Creíamos que la igualdad ante la ley era principio inconmovible de la democracia, por lo menos desde la Revolución Francesa. Ahora resulta que no. En Colombia no todos somos iguales ante la ley. O, si se quiere mirar desde el otro ángulo, la ley no es igual para todos. Teóricamente todos somos iguales, pero unos son más iguales que otros.
Y así es imposible que se afirme la paz, en una nación que tiene la obligación de restablecer la justicia como base de la vida social y reconstruir las instituciones que les permitan a los ciudadanos nacer, crecer y progresar, sin usarlas para convertir en provecho propio de unos, lo que debe ser oportunidad para todos.
Durante largas décadas se dijo, con razón, que "la justicia es para los de ruana”, pues se había convertido en un centro estatal de dificultades, costoso y lento. Se volvió locuaz. Y al poco tiempo, ya no era ni siquiera para los de ruana. Ellos dejaron de usar la ruana y la justicia también.
El país empezó a caer en la aberración de ejercer la justicia con su propia mano. Como los cavernícolas de las comunidades más primitivas.
La ineficacia y lentitud de la justicia generaron la desconfianza que hoy corroe uno de los principios esenciales del Estado.

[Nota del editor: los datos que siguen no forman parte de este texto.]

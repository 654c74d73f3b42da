//! Project and page service: CRUD plus access checks.
//!
//! DESIGN
//! ======
//! A project belongs to one owner and holds pages. The owner may do anything;
//! other authenticated users may view public projects and nothing else.
//! Private projects are reported as missing to non-owners so their existence
//! does not leak. Every instance and component operation that targets a page
//! or project funnels through `ensure_page_permission` or
//! `ensure_project_permission`.

use sqlx::postgres::PgRow;
use sqlx::{PgPool, Row};
use tracing::info;
use uuid::Uuid;

use crate::model::{NewPage, NewProject, Page, PagePatch, Project, ProjectPatch, page_path_from_title};

// =============================================================================
// TYPES
// =============================================================================

#[derive(Debug, Clone, Copy, PartialEq, Eq)]
pub enum Permission {
    View,
    Edit,
}

#[derive(Debug, thiserror::Error)]
pub enum ProjectError {
    #[error("project not found: {0}")]
    NotFound(Uuid),
    #[error("page not found: {0}")]
    PageNotFound(Uuid),
    #[error("not allowed to modify project {0}")]
    Forbidden(Uuid),
    #[error("a page with path {0} already exists in this project")]
    DuplicatePath(String),
    #[error("invalid input: {0}")]
    Invalid(String),
    #[error("database error: {0}")]
    Database(#[from] sqlx::Error),
}

impl crate::error::ErrorCode for ProjectError {
    fn error_code(&self) -> &'static str {
        match self {
            Self::NotFound(_) => "E_PROJECT_NOT_FOUND",
            Self::PageNotFound(_) => "E_PAGE_NOT_FOUND",
            Self::Forbidden(_) => "E_PROJECT_FORBIDDEN",
            Self::DuplicatePath(_) => "E_DUPLICATE_PATH",
            Self::Invalid(_) => "E_INVALID_INPUT",
            Self::Database(_) => "E_DATABASE",
        }
    }

    fn retryable(&self) -> bool {
        matches!(self, Self::Database(_))
    }
}

// =============================================================================
// ACCESS
// =============================================================================

/// Decide whether `user_id` may act on `project` with `permission`.
///
/// # Errors
///
/// `NotFound` when the project is private and not owned by the user,
/// `Forbidden` when it is public but the user wants to edit it.
pub fn check_access(project: &Project, user_id: Uuid, permission: Permission) -> Result<(), ProjectError> {
    if project.owner_id == user_id {
        return Ok(());
    }
    match (project.is_public, permission) {
        (true, Permission::View) => Ok(()),
        (true, Permission::Edit) => Err(ProjectError::Forbidden(project.id)),
        (false, _) => Err(ProjectError::NotFound(project.id)),
    }
}

/// Load a project and check access.
///
/// # Errors
///
/// `NotFound`, `Forbidden`, or a database error.
pub async fn ensure_project_permission(
    pool: &PgPool,
    project_id: Uuid,
    user_id: Uuid,
    permission: Permission,
) -> Result<Project, ProjectError> {
    let project = load_project(pool, project_id)
        .await?
        .ok_or(ProjectError::NotFound(project_id))?;
    check_access(&project, user_id, permission)?;
    Ok(project)
}

/// Load a page and check access to its project.
///
/// # Errors
///
/// `PageNotFound` when the page is missing or its project is hidden from the
/// user, `Forbidden` for edits on a foreign public project, or a database
/// error.
pub async fn ensure_page_permission(
    pool: &PgPool,
    page_id: Uuid,
    user_id: Uuid,
    permission: Permission,
) -> Result<Page, ProjectError> {
    let row = sqlx::query(
        "SELECT pg.id, pg.project_id, pg.title, pg.path,
                p.owner_id, p.name, p.description, p.is_public
         FROM pages pg
         JOIN projects p ON p.id = pg.project_id
         WHERE pg.id = $1",
    )
    .bind(page_id)
    .fetch_optional(pool)
    .await?
    .ok_or(ProjectError::PageNotFound(page_id))?;

    let page = page_from_row(&row);
    let project = Project {
        id: page.project_id,
        owner_id: row.get("owner_id"),
        name: row.get("name"),
        description: row.get("description"),
        is_public: row.get("is_public"),
    };
    check_access(&project, user_id, permission).map_err(|err| match err {
        ProjectError::NotFound(_) => ProjectError::PageNotFound(page_id),
        other => other,
    })?;
    Ok(page)
}

// =============================================================================
// VALIDATION
// =============================================================================

fn require_text(field: &str, value: &str) -> Result<String, ProjectError> {
    let trimmed = value.trim();
    if trimmed.is_empty() {
        return Err(ProjectError::Invalid(format!("{field} must not be empty")));
    }
    Ok(trimmed.to_owned())
}

/// Normalize a user-supplied page path to a leading-slash form.
///
/// # Errors
///
/// `Invalid` when the path is empty or contains whitespace.
pub fn normalize_page_path(raw: &str) -> Result<String, ProjectError> {
    let trimmed = raw.trim();
    if trimmed.is_empty() {
        return Err(ProjectError::Invalid("path must not be empty".into()));
    }
    if trimmed.chars().any(char::is_whitespace) {
        return Err(ProjectError::Invalid("path must not contain whitespace".into()));
    }
    if trimmed.starts_with('/') {
        Ok(trimmed.to_owned())
    } else {
        Ok(format!("/{trimmed}"))
    }
}

fn map_unique_path(err: sqlx::Error, path: &str) -> ProjectError {
    match &err {
        sqlx::Error::Database(db) if db.is_unique_violation() => ProjectError::DuplicatePath(path.to_owned()),
        _ => ProjectError::Database(err),
    }
}

// =============================================================================
// PROJECTS
// =============================================================================

fn project_from_row(row: &PgRow) -> Project {
    Project {
        id: row.get("id"),
        owner_id: row.get("owner_id"),
        name: row.get("name"),
        description: row.get("description"),
        is_public: row.get("is_public"),
    }
}

async fn load_project(pool: &PgPool, project_id: Uuid) -> Result<Option<Project>, sqlx::Error> {
    let row = sqlx::query("SELECT id, owner_id, name, description, is_public FROM projects WHERE id = $1")
        .bind(project_id)
        .fetch_optional(pool)
        .await?;
    Ok(row.as_ref().map(project_from_row))
}

/// Projects owned by `user_id`, newest first.
///
/// # Errors
///
/// Returns a database error if the query fails.
pub async fn list_projects(pool: &PgPool, user_id: Uuid) -> Result<Vec<Project>, ProjectError> {
    let rows = sqlx::query(
        "SELECT id, owner_id, name, description, is_public
         FROM projects
         WHERE owner_id = $1
         ORDER BY created_at DESC",
    )
    .bind(user_id)
    .fetch_all(pool)
    .await?;
    Ok(rows.iter().map(project_from_row).collect())
}

/// Create a project owned by `owner_id`.
///
/// # Errors
///
/// `Invalid` for a blank name, or a database error.
pub async fn create_project(pool: &PgPool, owner_id: Uuid, body: &NewProject) -> Result<Project, ProjectError> {
    let name = require_text("name", &body.name)?;
    let project = Project {
        id: Uuid::new_v4(),
        owner_id,
        name,
        description: body.description.clone(),
        is_public: body.is_public,
    };
    sqlx::query("INSERT INTO projects (id, owner_id, name, description, is_public) VALUES ($1, $2, $3, $4, $5)")
        .bind(project.id)
        .bind(project.owner_id)
        .bind(&project.name)
        .bind(&project.description)
        .bind(project.is_public)
        .execute(pool)
        .await?;
    info!(project_id = %project.id, %owner_id, "project created");
    Ok(project)
}

/// Fetch a project the user may view.
///
/// # Errors
///
/// `NotFound` or a database error.
pub async fn get_project(pool: &PgPool, project_id: Uuid, user_id: Uuid) -> Result<Project, ProjectError> {
    ensure_project_permission(pool, project_id, user_id, Permission::View).await
}

/// Apply a partial update to a project the user owns.
///
/// # Errors
///
/// `NotFound`, `Forbidden`, `Invalid`, or a database error.
pub async fn update_project(
    pool: &PgPool,
    project_id: Uuid,
    user_id: Uuid,
    patch: &ProjectPatch,
) -> Result<Project, ProjectError> {
    let mut project = ensure_project_permission(pool, project_id, user_id, Permission::Edit).await?;
    if let Some(name) = &patch.name {
        project.name = require_text("name", name)?;
    }
    if let Some(description) = &patch.description {
        project.description.clone_from(description);
    }
    if let Some(is_public) = patch.is_public {
        project.is_public = is_public;
    }
    sqlx::query(
        "UPDATE projects SET name = $2, description = $3, is_public = $4, updated_at = now() WHERE id = $1",
    )
    .bind(project.id)
    .bind(&project.name)
    .bind(&project.description)
    .bind(project.is_public)
    .execute(pool)
    .await?;
    Ok(project)
}

/// Delete a project and, by cascade, its pages and instances.
///
/// # Errors
///
/// `NotFound`, `Forbidden`, or a database error.
pub async fn delete_project(pool: &PgPool, project_id: Uuid, user_id: Uuid) -> Result<(), ProjectError> {
    ensure_project_permission(pool, project_id, user_id, Permission::Edit).await?;
    sqlx::query("DELETE FROM projects WHERE id = $1")
        .bind(project_id)
        .execute(pool)
        .await?;
    info!(%project_id, "project deleted");
    Ok(())
}

// =============================================================================
// PAGES
// =============================================================================

fn page_from_row(row: &PgRow) -> Page {
    Page {
        id: row.get("id"),
        project_id: row.get("project_id"),
        title: row.get("title"),
        path: row.get("path"),
    }
}

/// Pages of a project, ordered by path.
///
/// # Errors
///
/// `NotFound` or a database error.
pub async fn list_pages(pool: &PgPool, project_id: Uuid, user_id: Uuid) -> Result<Vec<Page>, ProjectError> {
    ensure_project_permission(pool, project_id, user_id, Permission::View).await?;
    let rows = sqlx::query("SELECT id, project_id, title, path FROM pages WHERE project_id = $1 ORDER BY path")
        .bind(project_id)
        .fetch_all(pool)
        .await?;
    Ok(rows.iter().map(page_from_row).collect())
}

/// Create a page. The path is derived from the title when absent.
///
/// # Errors
///
/// `NotFound`, `Forbidden`, `Invalid`, `DuplicatePath`, or a database error.
pub async fn create_page(pool: &PgPool, project_id: Uuid, user_id: Uuid, body: &NewPage) -> Result<Page, ProjectError> {
    ensure_project_permission(pool, project_id, user_id, Permission::Edit).await?;
    let title = require_text("title", &body.title)?;
    let path = match &body.path {
        Some(path) => normalize_page_path(path)?,
        None => page_path_from_title(&title),
    };
    let page = Page { id: Uuid::new_v4(), project_id, title, path };
    sqlx::query("INSERT INTO pages (id, project_id, title, path) VALUES ($1, $2, $3, $4)")
        .bind(page.id)
        .bind(page.project_id)
        .bind(&page.title)
        .bind(&page.path)
        .execute(pool)
        .await
        .map_err(|err| map_unique_path(err, &page.path))?;
    info!(page_id = %page.id, %project_id, path = %page.path, "page created");
    Ok(page)
}

/// Fetch a page the user may view.
///
/// # Errors
///
/// `PageNotFound` or a database error.
pub async fn get_page(pool: &PgPool, page_id: Uuid, user_id: Uuid) -> Result<Page, ProjectError> {
    ensure_page_permission(pool, page_id, user_id, Permission::View).await
}

/// Rename or move a page.
///
/// # Errors
///
/// `PageNotFound`, `Forbidden`, `Invalid`, `DuplicatePath`, or a database error.
pub async fn update_page(pool: &PgPool, page_id: Uuid, user_id: Uuid, patch: &PagePatch) -> Result<Page, ProjectError> {
    let mut page = ensure_page_permission(pool, page_id, user_id, Permission::Edit).await?;
    if let Some(title) = &patch.title {
        page.title = require_text("title", title)?;
    }
    if let Some(path) = &patch.path {
        page.path = normalize_page_path(path)?;
    }
    sqlx::query("UPDATE pages SET title = $2, path = $3, updated_at = now() WHERE id = $1")
        .bind(page.id)
        .bind(&page.title)
        .bind(&page.path)
        .execute(pool)
        .await
        .map_err(|err| map_unique_path(err, &page.path))?;
    Ok(page)
}

/// Delete a page and, by cascade, its instances.
///
/// # Errors
///
/// `PageNotFound`, `Forbidden`, or a database error.
pub async fn delete_page(pool: &PgPool, page_id: Uuid, user_id: Uuid) -> Result<(), ProjectError> {
    ensure_page_permission(pool, page_id, user_id, Permission::Edit).await?;
    sqlx::query("DELETE FROM pages WHERE id = $1")
        .bind(page_id)
        .execute(pool)
        .await?;
    info!(%page_id, "page deleted");
    Ok(())
}

#[cfg(test)]
#[path = "project_test.rs"]
mod tests;
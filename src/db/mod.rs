//! Database initialization and migration runner.
//!
//! SYSTEM CONTEXT
//! ==============
//! Startup uses this module to create the shared SQLx pool and apply schema
//! migrations before the router accepts API traffic.

use sqlx::PgPool;
use sqlx::postgres::PgPoolOptions;

/// Initialize the `PostgreSQL` connection pool and run migrations.
///
/// # Errors
///
/// Returns an error if the connection or migrations fail.
pub async fn init_pool(database_url: &str, max_connections: u32) -> Result<PgPool, sqlx::Error> {
    let pool = PgPoolOptions::new()
        .max_connections(max_connections)
        .connect(database_url)
        .await?;

    sqlx::migrate!("src/db/migrations").run(&pool).await?;

    Ok(pool)
}
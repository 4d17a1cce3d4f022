//! Balance verdict via bipartiteness of the reduced graph.

use super::condense::Condensation;
use crate::graph::SignedGraph;
use petgraph::graph::UnGraph;
use std::collections::VecDeque;

/// BFS 2-coloring over every component. A graph with no edges is
/// vacuously bipartite; an odd cycle in any component fails.
pub(crate) fn is_bipartite(graph: &UnGraph<(), ()>) -> bool {
    if graph.edge_count() == 0 {
        return true;
    }

    let mut color: Vec<Option<bool>> = vec![None; graph.node_count()];
    let mut queue = VecDeque::new();

    for start in graph.node_indices() {
        if color[start.index()].is_some() {
            continue;
        }
        color[start.index()] = Some(false);
        queue.push_back(start);

        while let Some(u) = queue.pop_front() {
            let side = color[u.index()].unwrap_or(false);
            for v in graph.neighbors(u) {
                match color[v.index()] {
                    None => {
                        color[v.index()] = Some(!side);
                        queue.push_back(v);
                    }
                    Some(other) if other == side => return false,
                    Some(_) => {}
                }
            }
        }
    }

    true
}

/// Whether `graph` is structurally balanced.
///
/// Condenses the positive components into supernodes and checks that
/// no negative edge is internal to a supernode and that the reduced
/// graph is bipartite. Runs in O(nodes + edges).
///
/// Keep the [`Condensation`] instead when the supernode structure is
/// also wanted for reporting.
pub fn is_balanced<N>(graph: &SignedGraph<N>) -> bool {
    Condensation::of(graph).is_balanced()
}
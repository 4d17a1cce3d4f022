//! Partitioning signed graphs by minimizing the line index.
//!
//! When a graph is not balanced, the interesting question becomes *how
//! close* it is to a balanced k-way split. Given a candidate clustering,
//! two kinds of edges are frustrated:
//!
//! - **P**: positive edges whose endpoints fall in different clusters
//!   ("should be together, but split"), and
//! - **N**: negative edges whose endpoints share a cluster
//!   ("should be apart, but joined").
//!
//! The **line index** weighs them against each other:
//!
//! ```text
//! L(C) = alpha * P + (1 - alpha) * N        alpha in [0, 1]
//! ```
//!
//! A balanced graph admits a clustering with L = 0; in general,
//! minimizing L over clusterings is NP-hard (Doreian & Mrvar 1996), so
//! [`LocalSearch`] runs a seeded greedy hill-climb over single-node
//! moves — cheap, reproducible, and easily restarted from many seeds
//! ([`LocalSearch::optimize_restarts`]) since runs share nothing.
//!
//! ## Usage
//!
//! ```rust
//! use valence::cluster::LocalSearch;
//! use valence::SignedGraph;
//!
//! // Two friendly pairs, every cross tie hostile; two clusters
//! // resolve every frustration.
//! let g = SignedGraph::from_triples(
//!     4,
//!     &[(0, 1, 1), (2, 3, 1), (0, 2, -1), (0, 3, -1), (1, 2, -1), (1, 3, -1)],
//! )
//! .unwrap();
//!
//! let best = LocalSearch::new(2)
//!     .with_iterations(500)
//!     .with_seed(7)
//!     .optimize(&g)
//!     .unwrap();
//! assert_eq!(best.score.value, 0.0);
//! ```
//!
//! ## References
//!
//! - Doreian & Mrvar (1996). "A partitioning approach to structural
//!   balance." Social Networks 18(2).

mod line_index;
mod local_search;
mod traits;

pub use line_index::{LineIndex, LineIndexScore};
pub use local_search::{random_partition, LocalSearch, Partition};
pub use traits::Partitioner;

La situación se agravó con la utilización de la justicia como herramienta política, a través de los medios de comunicación. Su espada se convirtió en un garrote para golpear al adversario en fallos que tienen más de prevaricato que de sentencia, dictados para aprovechar el Estado como poder vengativo, en donde la fuerza de la justicia se vuelve ejercicio de la injusticia activa. "Vale más un centímetro de juez que un kilómetro de ley" comenzó a decir el lenguaje popular.
Perdida la confianza, ¿para qué acudir a la justicia? Apelar a ella tiene sentido si se cree en sus virtudes. Las dos madres que acudieron a Salomón para que dirimiera el pleito sobre el bebé superviviente, cuya maternidad disputaban, se someten al fallo del rey porque confiaban en su sabiduría y estaban seguras de su rectitud.
En cambio, entre nosotros, los litigantes se presentan ante los jueces llenos de temor. Es un milagro si todavía aspiran a un fallo justo. Otro milagro es que el fallo se dicte en un plazo razonable. Y otro mayor que la gente crea que se falla en estricto derecho.
Y cuando se presentan coyunturas históricas como la que estamos viviendo, la falta de justicia se convierte en combustible que multiplica la violencia.
Las luchas políticas se trasladaron al campo judicial y en medio de ese asalto al poder no hay ni el interés ni la serenidad indispensable para aplicar la ley.
Entre ese maremágnum de inconsecuencias, los jueces que fallan en derecho se ahogan. La buena labor de aquellos se invisibiliza y se pierde entre tanta incoherencia e injusticia.
¿Cómo se gobierna un país en donde el ciudadano tiene la clara percepción de que la justicia sanciona con más severidad un delito menor que un delito de lesa humanidad?